No, the bug is where the invalid input is generated in the first
place. Each API has its contract; if you violate the contract, you
invoke undefined behavior.
> If this is what you need, why not simply test the payload for being a
> unibyte string? There a function, multibyte-string-p, for that.
>
> There are a lot of variables to test (see the comment above the mapconcat call).
Looks like mapc will be able to deal with that. Or just use concat,
and test the result with multibyte-string-p before sending. Or encode
it with UTF-8, if it is not unibyte already.
Btw, I don't think the comment which explains why we started using
mapconcat is accurate these days. It was written before the move to
Unicode in Emacs 23, but we stopped converting raw bytes into Latin-1
characters in Emacs 23 and later. So maybe we should just go back to
using concat (with erroring out, if the result is multibyte, and/or
maybe with replacing 'length' with 'string-bytes').
Bottom line: like I said, there should be no reason to use
string-*-unibyte in modern Emacs code on the url-http level or higher
(maybe not at all).
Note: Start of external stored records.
//! End-to-end integration tests for the QueryLens pipeline.
//!
//! These tests exercise the full path from a business question to an
//! assembled prompt: analysis with scripted, failing and slow models,
//! profile caching, cancellation, budgeting and progressive assembly.

use std::sync::{Arc, Mutex};
use std::time::Duration;

use async_trait::async_trait;
use chrono::{Datelike, TimeZone, Utc};
use querylens_analysis::intent::{IntentVote, VoteMethod, combine};
use querylens_analysis::{ContextAnalyzer, IntentEnsemble};
use querylens_config::{AppConfig, KnowledgeBase};
use querylens_core::{
    AnalysisFlag, ContextCategory, EntityType, Granularity, GuardedModel, IntentType,
    LanguageModel, ModelError,
};
use querylens_memory::{InMemoryCatalog, InMemoryFeedbackRepository, MokaCache};
use querylens_prompt::{
    BudgetManager, ContextFeedback, FeedbackType, PromptService, SchemaContext,
};
use querylens_telemetry::PerformanceCounters;
use tokio_util::sync::CancellationToken;

const QUESTION: &str = "What is the total deposit amount for UK players last month?";

// ── Mock Models ──────────────────────────────────────────────────────────

/// Answers intent prompts with `AGGREGATION|0.95` and entity prompts with
/// a fixed JSON array, counting every call.
struct ScriptedModel {
    calls: Mutex<usize>,
}

impl ScriptedModel {
    fn new() -> Self {
        Self {
            calls: Mutex::new(0),
        }
    }

    fn calls(&self) -> usize {
        *self.calls.lock().unwrap()
    }
}

#[async_trait]
impl LanguageModel for ScriptedModel {
    fn name(&self) -> &str {
        "e2e_scripted"
    }

    async fn complete(&self, prompt: &str, _timeout: Duration) -> Result<String, ModelError> {
        *self.calls.lock().unwrap() += 1;
        if prompt.contains("Classify the analytical intent") {
            Ok("AGGREGATION|0.95".into())
        } else {
            Ok(r#"[
                {"name": "deposit", "type": "metric", "originalText": "deposit", "confidence": 0.9},
                {"name": "UK", "type": "dimension", "originalText": "UK", "confidence": 0.85}
            ]"#
            .into())
        }
    }
}

struct FailingModel;

#[async_trait]
impl LanguageModel for FailingModel {
    fn name(&self) -> &str {
        "e2e_failing"
    }

    async fn complete(&self, _prompt: &str, _timeout: Duration) -> Result<String, ModelError> {
        Err(ModelError::Api {
            status_code: 503,
            message: "service unavailable".into(),
        })
    }
}

/// Fails the first `failures` calls with a 503, then behaves like [`ScriptedModel`].
struct FlakyModel {
    failures: Mutex<usize>,
    inner: ScriptedModel,
}

impl FlakyModel {
    fn new(failures: usize) -> Self {
        Self {
            failures: Mutex::new(failures),
            inner: ScriptedModel::new(),
        }
    }
}

#[async_trait]
impl LanguageModel for FlakyModel {
    fn name(&self) -> &str {
        "e2e_flaky"
    }

    async fn complete(&self, prompt: &str, timeout: Duration) -> Result<String, ModelError> {
        {
            let mut failures = self.failures.lock().unwrap();
            if *failures > 0 {
                *failures -= 1;
                return Err(ModelError::Api {
                    status_code: 503,
                    message: "service unavailable".into(),
                });
            }
        }
        self.inner.complete(prompt, timeout).await
    }
}

/// Never answers within any reasonable timeout.
struct StalledModel;

#[async_trait]
impl LanguageModel for StalledModel {
    fn name(&self) -> &str {
        "e2e_stalled"
    }

    async fn complete(&self, _prompt: &str, _timeout: Duration) -> Result<String, ModelError> {
        tokio::time::sleep(Duration::from_secs(3600)).await;
        Ok("AGGREGATION|0.99".into())
    }
}

// ── Helpers ──────────────────────────────────────────────────────────────

fn analyzer_with(model: Arc<dyn LanguageModel>, timeout: Duration) -> ContextAnalyzer {
    let config = AppConfig::default();
    let catalog = Arc::new(InMemoryCatalog::sample());
    ContextAnalyzer::builder(KnowledgeBase::builtin(), &config)
        .with_model(GuardedModel::new(model, timeout))
        .with_metadata(catalog.clone())
        .with_linker(catalog)
        .with_cache(Arc::new(MokaCache::new(1_000)))
        .with_feedback(Arc::new(InMemoryFeedbackRepository::default()))
        .build()
        .unwrap()
}

// ── Analysis ─────────────────────────────────────────────────────────────

#[tokio::test]
async fn scripted_model_analyzes_example_question() {
    let model = Arc::new(ScriptedModel::new());
    let ensemble = IntentEnsemble::new(&KnowledgeBase::builtin())
        .unwrap()
        .with_model(GuardedModel::new(model.clone(), Duration::from_secs(2)));
    let classification = ensemble.classify(QUESTION, &CancellationToken::new()).await;
    assert_eq!(classification.intent.intent_type, IntentType::Aggregation);
    assert!(classification.intent.confidence > 0.7);

    let analyzer = analyzer_with(model, Duration::from_secs(2));
    let profile = analyzer.analyze_question(QUESTION, "analyst").await;

    assert_eq!(profile.intent_type(), IntentType::Aggregation);
    assert_eq!(profile.domain.name, "Banking");
    assert!(profile
        .entities
        .iter()
        .any(|e| e.name == "deposit" && e.entity_type == EntityType::Metric));
    assert!(profile
        .entities
        .iter()
        .any(|e| e.name.eq_ignore_ascii_case("uk") && e.entity_type == EntityType::Dimension));
    assert!(!profile.is_fallback());
    assert!((0.0..=1.0).contains(&profile.confidence));

    let range = profile.time_range.as_ref().expect("last month resolves");
    let now = Utc::now();
    let month_start = Utc
        .with_ymd_and_hms(now.year(), now.month(), 1, 0, 0, 0)
        .unwrap();
    assert_eq!(range.granularity, Granularity::Month);
    assert_eq!(range.end, month_start);
    assert_eq!(range.start.day(), 1);
    assert!(range.start < range.end);
}

#[tokio::test]
async fn failing_model_degrades_to_heuristics() {
    let analyzer = analyzer_with(Arc::new(FailingModel), Duration::from_secs(2));
    let profile = analyzer.analyze_question(QUESTION, "analyst").await;

    assert_eq!(profile.intent_type(), IntentType::Aggregation);
    assert_eq!(profile.domain.name, "Banking");
    assert!(profile
        .entities
        .iter()
        .any(|e| e.name == "deposit" && e.entity_type == EntityType::Metric));
    assert!(profile.has_flag(AnalysisFlag::FallbackAnalysis));
    assert!(profile.confidence <= 0.4);

    // Degraded profiles are never served from cache.
    let again = analyzer.analyze_question(QUESTION, "analyst").await;
    assert_ne!(again.analysis_id, profile.analysis_id);
    assert!(again.is_fallback());
}

#[tokio::test]
async fn recovered_model_is_not_shadowed_by_degraded_profile() {
    let model = Arc::new(FlakyModel::new(1));
    let analyzer = analyzer_with(model.clone(), Duration::from_secs(2));

    let degraded = analyzer.analyze_question(QUESTION, "analyst").await;
    assert!(degraded.has_flag(AnalysisFlag::FallbackAnalysis));
    assert!(degraded.confidence <= 0.4);

    let recovered = analyzer.analyze_question(QUESTION, "analyst").await;
    assert_ne!(recovered.analysis_id, degraded.analysis_id);
    assert!(!recovered.is_fallback());
    assert!(recovered.confidence > degraded.confidence);

    // The healthy profile is the one that gets cached.
    let calls = model.inner.calls();
    let cached = analyzer.analyze_question(QUESTION, "analyst").await;
    assert_eq!(cached, recovered);
    assert_eq!(model.inner.calls(), calls);
}

#[tokio::test(start_paused = true)]
async fn stalled_model_times_out_and_analysis_completes() {
    let analyzer = analyzer_with(Arc::new(StalledModel), Duration::from_millis(200));
    let profile = analyzer.analyze_question(QUESTION, "analyst").await;

    assert_eq!(profile.domain.name, "Banking");
    assert_eq!(profile.intent_type(), IntentType::Aggregation);
    assert!(profile.intent.confidence < 0.99);
    assert!(!profile.entities.is_empty());
    assert!(profile.has_flag(AnalysisFlag::FallbackAnalysis));
    assert!(profile.confidence <= 0.4);
}

#[tokio::test]
async fn empty_question_yields_general_fallback() {
    let analyzer = analyzer_with(Arc::new(ScriptedModel::new()), Duration::from_secs(2));
    let profile = analyzer.analyze_question("", "analyst").await;

    assert!(profile.entities.is_empty());
    assert!(profile.domain.is_general());
    assert!((0.3..=0.4).contains(&profile.confidence));
    assert!(profile.has_flag(AnalysisFlag::FallbackAnalysis));
}

#[tokio::test]
async fn warm_cache_returns_identical_profile() {
    let model = Arc::new(ScriptedModel::new());
    let analyzer = analyzer_with(model.clone(), Duration::from_secs(2));

    let first = analyzer.analyze_question(QUESTION, "analyst").await;
    let calls = model.calls();
    let second = analyzer.analyze_question(QUESTION, "analyst").await;

    assert_eq!(first, second);
    assert_eq!(model.calls(), calls);
}

#[tokio::test]
async fn cancellation_yields_flagged_best_effort_profile() {
    let analyzer = analyzer_with(Arc::new(StalledModel), Duration::from_secs(60));
    let token = CancellationToken::new();
    let canceller = token.clone();
    tokio::spawn(async move {
        tokio::time::sleep(Duration::from_millis(20)).await;
        canceller.cancel();
    });

    let profile = analyzer
        .analyze_question_with_cancel(QUESTION, "analyst", &token)
        .await;

    assert!(profile.has_flag(AnalysisFlag::Cancelled));
    assert!(profile.is_fallback());
    assert!(profile.confidence <= 0.4);
}

#[test]
fn ensemble_is_independent_of_vote_order() {
    let votes = vec![
        IntentVote::new(IntentType::Aggregation, 0.95, VoteMethod::Ai),
        IntentVote::new(IntentType::Aggregation, 0.8, VoteMethod::Pattern),
        IntentVote::new(IntentType::Comparison, 0.4, VoteMethod::Semantic),
        IntentVote::new(IntentType::Aggregation, 0.54, VoteMethod::Structural),
    ];
    let expected = combine(&votes);
    for shift in 1..votes.len() {
        let mut rotated = votes.clone();
        rotated.rotate_left(shift);
        assert_eq!(combine(&rotated), expected);
    }
    let mut reversed = votes;
    reversed.reverse();
    assert_eq!(combine(&reversed), expected);
}

// ── Prompt assembly ──────────────────────────────────────────────────────

#[tokio::test]
async fn tight_limit_produces_minimal_budget() {
    let analyzer = analyzer_with(Arc::new(FailingModel), Duration::from_secs(2));
    let profile = analyzer.analyze_question(QUESTION, "analyst").await;

    let budget = BudgetManager::new(AppConfig::default().budget).create_budget(&profile, 1000, 800);
    assert!(budget.minimal);
    assert_eq!(budget.category(ContextCategory::Schema), 400);
}

#[tokio::test]
async fn question_to_prompt_round_trip() {
    let config = AppConfig::default();
    let counters = Arc::new(PerformanceCounters::new());
    let catalog = Arc::new(InMemoryCatalog::sample());
    let analyzer = ContextAnalyzer::builder(KnowledgeBase::builtin(), &config)
        .with_model(GuardedModel::new(
            Arc::new(ScriptedModel::new()),
            Duration::from_secs(2),
        ))
        .with_metadata(catalog.clone())
        .with_linker(catalog.clone())
        .with_counters(counters.clone())
        .build()
        .unwrap();
    let prompts = PromptService::new(&config)
        .with_metadata(catalog)
        .with_counters(counters.clone());

    let profile = analyzer.analyze_question(QUESTION, "analyst").await;
    let result = prompts
        .build_prompt(QUESTION, &profile, &SchemaContext::default(), 8192, 1024)
        .await;

    assert!(!result.budget.minimal);
    assert!(result.token_count <= 8192 - 1024);
    assert!(result.prompt.contains("## Database Schema"));
    assert!(result.prompt.contains("### Table deposits"));
    assert!(result.prompt.contains(QUESTION));
    assert!(result.prompt.contains("## Instructions"));
    assert_eq!(
        result.token_count,
        result.budget.base_prompt_tokens + result.context_tokens()
    );

    // Same inputs, same prompt.
    let again = prompts
        .build_prompt(QUESTION, &profile, &SchemaContext::default(), 8192, 1024)
        .await;
    assert_eq!(again.prompt, result.prompt);

    let shorter = prompts.adapt(
        QUESTION,
        &result,
        &ContextFeedback::new(FeedbackType::TooMuchContext),
    );
    assert!(shorter.token_delta <= 0);
    assert!(shorter.result.token_count <= result.token_count);

    let snapshot = counters.snapshot();
    assert_eq!(snapshot.get("analyze_question").map(|s| s.count), Some(1));
    assert_eq!(snapshot.get("build_prompt").map(|s| s.count), Some(2));
    assert_eq!(snapshot.get("adapt_context").map(|s| s.count), Some(1));
}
Its use is a sign of some basic misunderstanding,
or a bug elsewhere, or remnant of old problems that no longer exist.
So I think we should reconsider the solution on master as well.
> I'm fine either way, but my patch changes two characters, and yours will be longer.
I don't think the quality of a change should be judged by the number
of characters in the patch. That is a very strange criterion, to say
the least. It would mean, for example, that changes with comments are
worse than changes without comments, or that saving newlines in C code
(which makes the code less readable) is a virtue.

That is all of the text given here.